Como hemos dicho otras veces, el proceso de nulidad es un proceso de búsqueda de la verdad, que comienza con una etapa prejudicial en la que se estudia la viabilidad del caso, se identifican las posibles causales de nulidad y se reúnen elementos que puedan servir al tribunal para conocer a fondo el caso y, en su momento, ya dentro del juicio, pronunciar sentencia. Esta etapa prejudicial, que también se llama investigación prejudicial, es muy importante pues permite discernir qué casos cuentan con los elementos necesarios para que un juicio pueda sostenerse y cuáles sencillamente no los tienen. Es responsabilidad de quien realiza esta investigación hacerla con honestidad intelectual (es decir, como se dice coloquialmente, no “buscarle tres pies al gato”), y con honestidad hacia el cliente. Decirle con claridad si se identifican posibles causales, cuáles son estas, y si pueden ser probadas con los testigos ofrecidos –claro, sin adelantar el trabajo del tribunal ni hacer promesas- , o si, por el contrario, no existen elementos de prueba o de plano no es posible identificar causales de nulidad, es un deber elemental de cara no sólo a un posible proceso de nulidad, sino a la misma realidad del cliente, que es un hermano.


Quienes hemos trabajado en estas investigaciones algunos años, sabemos que pueden encontrarse casos con causales prácticamente evidentes, en los que no hace falta indagar mucho para que estas salgan a relucir y puedan ser probadas con claridad; también pueden encontrarse casos que exigen un esfuerzo mayor, a veces muy grande, para descubrirlas y lograr tener suficientes elementos de prueba; y, también existen aquellos casos que deben ser rechazados porque sencillamente no es posible identificar causales de nulidad (a veces, al contrario, lo que queda evidenciado es la existencia del vínculo), o porque estas no pueden ser probadas aunque sea posible entreverlas.
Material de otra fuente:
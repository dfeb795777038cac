mod config;
mod logging;
mod run;

use std::path::Path;
use std::process::ExitCode;

fn main() -> ExitCode {
    logging::initialize(logging::LogDestination::Terminal);

    let config_path = std::env::args()
        .nth(1)
        .unwrap_or_else(|| config::DEFAULT_CONFIG_FILE.to_string());

    match run::run(Path::new(&config_path)) {
        Ok(summary) if summary.failed == 0 => ExitCode::SUCCESS,
        Ok(summary) => {
            log::error!("{} of {} feed jobs failed", summary.failed, summary.total);
            ExitCode::FAILURE
        }
        Err(err) => {
            log::error!("run aborted: {err:#}");
            ExitCode::FAILURE
        }
    }
}
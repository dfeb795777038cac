use std::path::{Path, PathBuf};

use thiserror::Error;

use crate::decode::decode_feed;
use crate::extract::extract_urls;
use crate::fetch::{FetchExhausted, RetryingFetcher};
use crate::filename::sanitize_file_stem;
use crate::persist::{AtomicFileWriter, PersistError};
use crate::store::{sha256_hex, AssetStore, StoreError};
use crate::title::display_title;

/// One validated feed to mirror, as handed over by the configuration layer.
#[derive(Debug, Clone, PartialEq, Eq)]
pub struct FeedJob {
    pub source_url: String,
    /// Pinned output file stem. When absent the feed's own title names the
    /// file, which means a title change between runs orphans the old file.
    pub output_name: Option<String>,
}

#[derive(Debug, Clone, PartialEq, Eq)]
pub struct MirroredDocument {
    pub title: String,
    pub file_name: String,
    pub path: PathBuf,
    pub assets_mirrored: usize,
    pub assets_failed: usize,
}

#[derive(Debug, Error)]
pub enum MirrorError {
    #[error("feed download failed: {0}")]
    Fetch(#[from] FetchExhausted),
    #[error("feed persist failed: {0}")]
    Persist(#[from] PersistError),
}

/// Mirrors one feed document: fetch, discover asset URLs, mirror each asset,
/// rewrite the references, persist under `xml/`.
pub struct DocumentMirror {
    fetcher: RetryingFetcher,
    store: AssetStore,
    xml_dir: PathBuf,
}

impl DocumentMirror {
    pub fn new(fetcher: RetryingFetcher, store: AssetStore, output_dir: &Path) -> Self {
        Self {
            fetcher,
            store,
            xml_dir: output_dir.join("xml"),
        }
    }

    /// Fully replaces any previous output for this job; there is no merge
    /// with an earlier run. Asset downloads that exhaust their retries leave
    /// the original URL in place and do not fail the job.
    pub async fn mirror_feed(&self, job: &FeedJob) -> Result<MirroredDocument, MirrorError> {
        log::info!("backing up {}", job.source_url);
        let raw = self.fetcher.fetch(&job.source_url).await?;
        let decoded = decode_feed(&raw);
        log::debug!(
            "downloaded {} ({} bytes, {})",
            job.source_url,
            raw.len(),
            decoded.encoding_label
        );

        let title =
            display_title(&decoded.text).unwrap_or_else(|| sha256_hex(&job.source_url));
        let file_name = output_file_name(job, &title);

        let mut text = decoded.text;
        let mut assets_mirrored = 0;
        let mut assets_failed = 0;
        for url in extract_urls(&text) {
            match self.store.mirror(&url).await {
                Ok(asset) => {
                    assets_mirrored += 1;
                    if let Some(reference) = asset.local_reference {
                        // Replace against the current text so a URL that was
                        // already rewritten is not touched twice.
                        text = text.replace(&url, &reference);
                    }
                }
                Err(StoreError::Fetch(err)) => {
                    assets_failed += 1;
                    log::warn!("leaving {url} unrewritten: {err}");
                }
                Err(StoreError::Persist(err)) => return Err(MirrorError::Persist(err)),
            }
        }

        let writer = AtomicFileWriter::new(self.xml_dir.clone());
        let path = writer.write(&file_name, &text)?;
        log::info!(
            "backup of {title} done ({assets_mirrored} assets mirrored, {assets_failed} failed)"
        );

        Ok(MirroredDocument {
            title,
            file_name,
            path,
            assets_mirrored,
            assets_failed,
        })
    }
}

fn output_file_name(job: &FeedJob, title: &str) -> String {
    let stem = job.output_name.as_deref().unwrap_or(title);
    format!("{}.xml", sanitize_file_stem(stem))
}
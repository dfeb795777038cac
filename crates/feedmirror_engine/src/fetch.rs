use std::sync::Arc;
use std::time::Duration;

use reqwest::header::{HeaderMap, HeaderValue, ACCEPT, USER_AGENT};
use thiserror::Error;

/// `Accept` value sent with every request. Some feed origins refuse requests
/// that do not look like they come from a browser.
pub const BROWSER_ACCEPT: &str = "text/html,application/xhtml+xml,application/xml;q=0.9,image/webp,image/apng,*/*;q=0.8,application/signed-exchange;v=b3;q=0.7";

/// `User-Agent` value sent with every request.
pub const BROWSER_USER_AGENT: &str = "Mozilla/5.0 (Windows NT 10.0; Win64; x64) AppleWebKit/537.36 (KHTML, like Gecko) Chrome/113.0.0.0 Safari/537.36 Edg/113.0.1774.57";

#[derive(Debug, Clone)]
pub struct FetchSettings {
    pub connect_timeout: Duration,
    pub request_timeout: Duration,
    /// Extra attempts after the first failed one.
    pub retry_limit: usize,
}

impl Default for FetchSettings {
    fn default() -> Self {
        Self {
            connect_timeout: Duration::from_secs(10),
            request_timeout: Duration::from_secs(30),
            retry_limit: 3,
        }
    }
}

/// Failure of a single fetch attempt.
#[derive(Debug, Clone, PartialEq, Eq, Error)]
pub enum FetchFailure {
    #[error("invalid url: {0}")]
    InvalidUrl(String),
    #[error("http status {0}")]
    HttpStatus(u16),
    #[error("timeout")]
    Timeout,
    #[error("network error: {0}")]
    Network(String),
}

/// Failure that survived the retry ceiling. Carries the last underlying
/// failure and the URL it happened for.
#[derive(Debug, Clone, Error)]
#[error("fetch of {url} gave up after {attempts} attempts: {last}")]
pub struct FetchExhausted {
    pub url: String,
    pub attempts: usize,
    #[source]
    pub last: FetchFailure,
}

/// One HTTP GET attempt. The retry policy lives in [`RetryingFetcher`].
#[async_trait::async_trait]
pub trait Fetcher: Send + Sync {
    async fn fetch(&self, url: &str) -> Result<Vec<u8>, FetchFailure>;
}

#[derive(Debug, Clone)]
pub struct ReqwestFetcher {
    client: reqwest::Client,
}

impl ReqwestFetcher {
    pub fn new(settings: &FetchSettings) -> Result<Self, FetchFailure> {
        let mut headers = HeaderMap::new();
        headers.insert(ACCEPT, HeaderValue::from_static(BROWSER_ACCEPT));
        headers.insert(USER_AGENT, HeaderValue::from_static(BROWSER_USER_AGENT));

        let client = reqwest::Client::builder()
            .default_headers(headers)
            .connect_timeout(settings.connect_timeout)
            .timeout(settings.request_timeout)
            .build()
            .map_err(|err| FetchFailure::Network(err.to_string()))?;
        Ok(Self { client })
    }
}

#[async_trait::async_trait]
impl Fetcher for ReqwestFetcher {
    async fn fetch(&self, url: &str) -> Result<Vec<u8>, FetchFailure> {
        let parsed =
            url::Url::parse(url).map_err(|err| FetchFailure::InvalidUrl(err.to_string()))?;

        let response = self
            .client
            .get(parsed)
            .send()
            .await
            .map_err(map_reqwest_error)?;

        let status = response.status();
        if !status.is_success() {
            return Err(FetchFailure::HttpStatus(status.as_u16()));
        }

        let body = response.bytes().await.map_err(map_reqwest_error)?;
        Ok(body.to_vec())
    }
}

fn map_reqwest_error(err: reqwest::Error) -> FetchFailure {
    if err.is_timeout() {
        return FetchFailure::Timeout;
    }
    FetchFailure::Network(err.to_string())
}

/// Wraps any [`Fetcher`] with immediate retry up to a fixed ceiling. The same
/// policy governs feed-document retrieval and every asset download.
#[derive(Clone)]
pub struct RetryingFetcher {
    inner: Arc<dyn Fetcher>,
    retry_limit: usize,
}

impl RetryingFetcher {
    pub fn new(inner: Arc<dyn Fetcher>, retry_limit: usize) -> Self {
        Self { inner, retry_limit }
    }

    pub async fn fetch(&self, url: &str) -> Result<Vec<u8>, FetchExhausted> {
        let mut attempt = 0;
        loop {
            attempt += 1;
            let failure = match self.inner.fetch(url).await {
                Ok(bytes) => return Ok(bytes),
                Err(failure) => failure,
            };
            log::warn!(
                "fetch attempt {attempt}/{} for {url} failed: {failure}",
                self.retry_limit + 1
            );
            if attempt > self.retry_limit {
                return Err(FetchExhausted {
                    url: url.to_string(),
                    attempts: attempt,
                    last: failure,
                });
            }
        }
    }
}
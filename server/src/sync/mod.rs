mod syncer_map;

pub use syncer_map::{SyncerChoice, SyncerMap, SyncerState};
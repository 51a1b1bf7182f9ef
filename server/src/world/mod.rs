pub(crate) mod attachments;
pub(crate) mod element;
pub(crate) mod element_kind;
pub(crate) mod element_mut;
pub(crate) mod element_ref;
pub(crate) mod tree;

#[cfg(test)]
mod tests;

pub use attachments::{Attachment, AttachmentGraph};
pub use element::{Element, ElementKey, MarkerData, PedData, VehicleData, Visibility};
pub use element_kind::ElementKind;
pub use element_mut::ElementMut;
pub use element_ref::ElementRef;
pub use tree::{DestroyOutcome, ElementTree};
En este último caso, los clientes suelen sentirse decepcionados y a veces confundidos por esta opinión negativa, pues han vivido un fracaso matrimonial, con todo el sufrimiento que conlleva, muchas veces cuentan ya con una nueva pareja o una nueva familia, y además se han decidido a dar el paso para buscar quedar “libres” de ese matrimonio para el que no hay reconciliación posible. Las personas pueden sentirse contrariadas, y quizás hasta sentir que se ha restado valor a su experiencia matrimonial cuando de la investigación se desprende la inviabilidad de un caso, por eso es muy importante recordar que un matrimonio que fracasa no es lo mismo que un matrimonio nulo, y que las dificultades del mismo, por graves que sean, no son lo mismo que causales de nulidad. Es cierto que los matrimonios nulos tienden a fracasar, pero existen muchos matrimonios válidos y existentes que se separan por las más diversas razones, a veces con justicia y a veces fruto de la “dureza de corazón” que nos caracteriza como seres humanos (Mt 19, 8).


Pues bien, ¿qué se toma en cuenta, entonces, para dar una opinión sobre un caso de nulidad? En primer lugar, se busca identificar posibles casuales, ya sea a partir de los impedimentos matrimoniales, de la falta de forma, o de los vicios del consentimiento matrimonial. Poco a poco, iré tratando cada una de estas posibilidades, pero es importante mencionar que, cuando hablamos de los vicios del consentimiento, no es posible hacer “listas” de situaciones que producen la nulidad, sino que los hechos concretos del caso deben analizarse para discernir si encuadran dentro de alguna de las causales establecidas en el Código de Derecho Canónico.


En segundo lugar, una vez que se identifican las posibles causales a partir de los hechos del caso, se debe buscar constatar que estas estuvieran presentes al momento de contraer matrimonio. Cualquier causal invocada debe estar presente en los contrayentes o en uno de ellos al momento de casarse, pues es precisamente la presencia de esa causal la que impedirá que el vínculo se forme. Ninguna causal tiene efectos retroactivos, es decir, no existe ninguna razón por la que un matrimonio que es válido y existente desde el principio deje de serlo. Esto no excluye que existen algunas situaciones que pueden configurar causales de nulidad que, estando presentes en los contrayentes al momento de la boda, se manifiestan hasta después, a veces mucho después; sin embargo, esto debe probarse.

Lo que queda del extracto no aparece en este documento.